File Photo. Ozan Kose—AFP

The perils of marginalizing moderate Muslims.

The killer of 39 innocent Muslims in Istanbul on the New Year’s Eve, Abdulkadir Masharipov, has been arrested in the Turkish city with his four-year-old son. An Uzbek, he had undertaken the massacre in the service of the Islamic State militant group. Muslims all over the world are shocked by the killing. Those living abroad in the West fear negative fallout from their harassed governments. Disgusted by the extremism of the latest wave of Islam, some of them want to “revive” the true faith, which is moderate and peace loving.

Muslim thinking tends to attribute the current extreme phase of the religion to a lack of democracy and “foreign intrigues.” They think democracy is compatible with the spirit of Islam, but get flustered when told that any kind of democracy, to be successful, must be “liberal,” which requires reinterpretations that may not find favor with them. The “moderates” in a Muslim state—at times condemned as “liberal”—become marginalized the moment the state adopts democracy. This is what happened in Egypt in 2011 after the Arab Spring.

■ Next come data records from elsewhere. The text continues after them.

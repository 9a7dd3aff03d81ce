use serde_json::json;
use std::sync::Arc;
use std::time::Duration;
use terminal_command_keys::config::Config;
use terminal_command_keys::host::memory::{HostCall, MemoryHost};
use terminal_command_keys::host::EditorContext;
use terminal_command_keys::{AppError, Extension, COMMAND_RUN};

fn activate(dir: &tempfile::TempDir) -> (Arc<MemoryHost>, Extension) {
    let config = Config {
        diagnostic_log_file: dir.path().join("diagnostic.log"),
        ..Config::default()
    };
    let host = Arc::new(MemoryHost::new());
    host.set_active_editor(Some(EditorContext {
        file: "/work/src/main.rs".into(),
        line: 41,
    }));
    host.set_workspace_folders(vec!["/work".into()]);
    let extension = Extension::activate(host.clone(), host.clone(), &config);
    (host, extension)
}

/// Polls until the close listener has caught up with `condition`.
async fn eventually<F: Fn() -> bool>(condition: F) {
    for _ in 0..200 {
        if condition() {
            return;
        }
        tokio::time::sleep(Duration::from_millis(5)).await;
    }
    panic!("condition not reached");
}

#[tokio::test]
async fn user_closed_terminal_is_recreated_on_next_run() {
    let dir = tempfile::tempdir().unwrap();
    let (host, extension) = activate(&dir);

    let first = extension
        .execute_command(COMMAND_RUN, Some(json!({"cmd": "cargo run"})))
        .await
        .unwrap()
        .unwrap();
    assert!(host.close_by_user(first.id()));
    eventually(|| extension.registry().is_empty()).await;

    let second = extension
        .execute_command(COMMAND_RUN, Some(json!({"cmd": "cargo run"})))
        .await
        .unwrap()
        .unwrap();
    assert_ne!(first.id(), second.id());
    assert_eq!(host.created_count(), 2);
}

#[tokio::test]
async fn new_terminal_survives_the_old_terminals_close_echo() {
    let dir = tempfile::tempdir().unwrap();
    let (host, extension) = activate(&dir);

    let old = extension
        .execute_command(COMMAND_RUN, Some(json!({"cmd": "ls"})))
        .await
        .unwrap()
        .unwrap();
    let new = extension
        .execute_command(COMMAND_RUN, Some(json!({"cmd": "ls", "newTerminal": true})))
        .await
        .unwrap()
        .unwrap();
    assert_ne!(old.id(), new.id());
    assert!(old.is_disposed_by_owner());

    // Give the listener time to process the echo of the old terminal.
    tokio::time::sleep(Duration::from_millis(50)).await;
    let current = extension.registry().get("terminal-command-keys").unwrap();
    assert_eq!(current.id(), new.id());
    assert_eq!(extension.registry().len(), 1);
    assert_eq!(host.live_terminals().len(), 1);
}

#[tokio::test]
async fn close_during_save_is_observed_before_dispatch() {
    let dir = tempfile::tempdir().unwrap();
    let (host, extension) = activate(&dir);
    let extension = Arc::new(extension);

    let first = extension
        .execute_command(COMMAND_RUN, Some(json!({"cmd": "make", "saveAllFiles": false})))
        .await
        .unwrap()
        .unwrap();

    host.hold_save();
    let pending = {
        let extension = extension.clone();
        tokio::spawn(async move {
            extension
                .execute_command(COMMAND_RUN, Some(json!({"cmd": "make test"})))
                .await
        })
    };
    host.save_started().await;

    // The user closes the terminal while the invocation is suspended in save-all.
    host.close_by_user(first.id());
    eventually(|| extension.registry().is_empty()).await;
    host.release_save();

    let second = pending.await.unwrap().unwrap().unwrap();
    assert_ne!(second.id(), first.id());
    assert_eq!(host.sent_texts(), vec!["make".to_string(), "make test".to_string()]);
    assert_eq!(extension.registry().len(), 1);
}

#[tokio::test]
async fn at_most_one_terminal_per_name_across_interleavings() {
    let dir = tempfile::tempdir().unwrap();
    let (host, extension) = activate(&dir);
    let names = ["a", "b", "a", "c", "a", "b"];

    for (i, name) in names.iter().enumerate() {
        let handle = extension
            .execute_command(
                COMMAND_RUN,
                Some(json!({"cmd": "true", "terminalName": name, "newTerminal": i % 2 == 0})),
            )
            .await
            .unwrap()
            .unwrap();
        if i == 3 {
            host.close_by_user(handle.id());
        }
        let registry = extension.registry();
        let tracked = registry.sessions();
        let mut seen: Vec<&str> = tracked.iter().map(|s| s.name()).collect();
        seen.dedup();
        assert_eq!(seen.len(), tracked.len());
        assert!(tracked.iter().all(|s| !s.is_disposed_by_owner()));
    }

    eventually(|| extension.registry().get("c").is_none()).await;
    assert_eq!(extension.registry().names(), vec!["a".to_string(), "b".to_string()]);
}

#[tokio::test]
async fn deactivate_disposes_each_terminal_once() {
    let dir = tempfile::tempdir().unwrap();
    let (host, extension) = activate(&dir);
    let mut ids = Vec::new();
    for name in ["build", "tests", "docs"] {
        let handle = extension
            .execute_command(COMMAND_RUN, Some(json!({"cmd": "true", "terminalName": name})))
            .await
            .unwrap()
            .unwrap();
        ids.push(handle.id());
    }

    assert_eq!(extension.deactivate(), 3);
    let calls = host.calls();
    for id in ids {
        assert_eq!(calls.iter().filter(|c| **c == HostCall::Dispose(id)).count(), 1);
    }
    assert!(host.live_terminals().is_empty());
}

#[tokio::test]
async fn unknown_command_id_is_rejected() {
    let dir = tempfile::tempdir().unwrap();
    let (host, extension) = activate(&dir);
    let err = extension
        .execute_command("terminalCommandKeys.other", Some(json!({"cmd": "ls"})))
        .await
        .unwrap_err();
    assert!(matches!(err, AppError::UnknownCommand(_)));
    assert!(host.calls().is_empty());
}

#[tokio::test]
async fn template_uses_first_workspace_folder() {
    let dir = tempfile::tempdir().unwrap();
    let (host, extension) = activate(&dir);
    host.set_workspace_folders(vec!["/work".into(), "/other".into()]);
    extension
        .execute_command(
            COMMAND_RUN,
            Some(json!({"cmd": "cd ${workspaceRoot} && vim ${relativeFile} +${line}"})),
        )
        .await
        .unwrap();
    assert_eq!(host.sent_texts(), vec!["cd /work && vim ./src/main.rs +42".to_string()]);
}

Muslims living under democracy are hardly equipped to “reinterpret” the law to adapt it to democratic norms of state conduct. In fact, it is under democracy that the Muslim state is most likely to succumb to extremism. States like Pakistan that legislate Islamic shariah law into democracy avoid enforcing the harsher punishments such as stoning to death and cutting of hands, but remain under pressure from fundamentalist forces to enforce them. The same is true of interest on banking transactions not being reinterpreted for modern times. In the final count, the “secularism” of Muslim dictatorship is thus less problematic than Muslim democracy. The marginalized moderate Muslim—who desires an Islamic Renaissance as a cure for extremism—may get killed if he continues to disagree with the current populist interpretation of Islam.